WHAT TO PRODUCE: Go through the entries below. Copy each line in which "with" appears.

[Collected data]
#####

// Copyright Amazon.com, Inc. or its affiliates. All Rights Reserved.
// SPDX-License-Identifier: Apache-2.0

//! Contains the [`Publisher`] trait, the boundary between the harvest loop and the remote collector.

use crate::{Batch, ValidationError};

/// Errors a [`Publisher`] can report for a batch.
#[derive(Debug, thiserror::Error)]
pub enum PublishError {
    /// The batch contains measurements the collector would reject.
    #[error("invalid batch: {0}")]
    Validation(#[from] ValidationError),
    /// The request couldn't be delivered.
    #[error("transport failure: {0}")]
    Transport(#[source] Box<dyn std::error::Error + Send + Sync>),
    /// The collector answered with a non-success status.
    #[error("collector responded with status {status}")]
    Status {
        /// HTTP status code.
        status: u16,
        /// Response body, for diagnostics.
        body: String,
    },
}

impl PublishError {
    /// Wrap any error as a [`PublishError::Transport`].
    pub fn transport(err: impl Into<Box<dyn std::error::Error + Send + Sync>>) -> Self {
        Self::Transport(err.into())
    }
}

/// Sends a harvested [`Batch`] to the remote collector.
///
/// The harvest loop only calls this with non-empty batches. Implementations must not retry: a failed batch is
/// reported and discarded by the caller, so that a collector outage never makes the loop fall behind.
///
/// The call may block the harvest thread for the duration of the network request. That delays the next harvest but
/// never the code adding measurements.
pub trait Publisher {
    /// Serialize and transmit `batch`.
    fn publish(&mut self, batch: &Batch) -> Result<(), PublishError>;
}

impl<P: Publisher + ?Sized> Publisher for Box<P> {
    fn publish(&mut self, batch: &Batch) -> Result<(), PublishError> {
        (**self).publish(batch)
    }
}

#####

OUTPUT FOR THIS EXERCISE:
    /// The collector answered with a non-success status.
    #[error("collector responded with status {status}")]
/// The harvest loop only calls this with non-empty batches. Implementations must not retry: a failed batch is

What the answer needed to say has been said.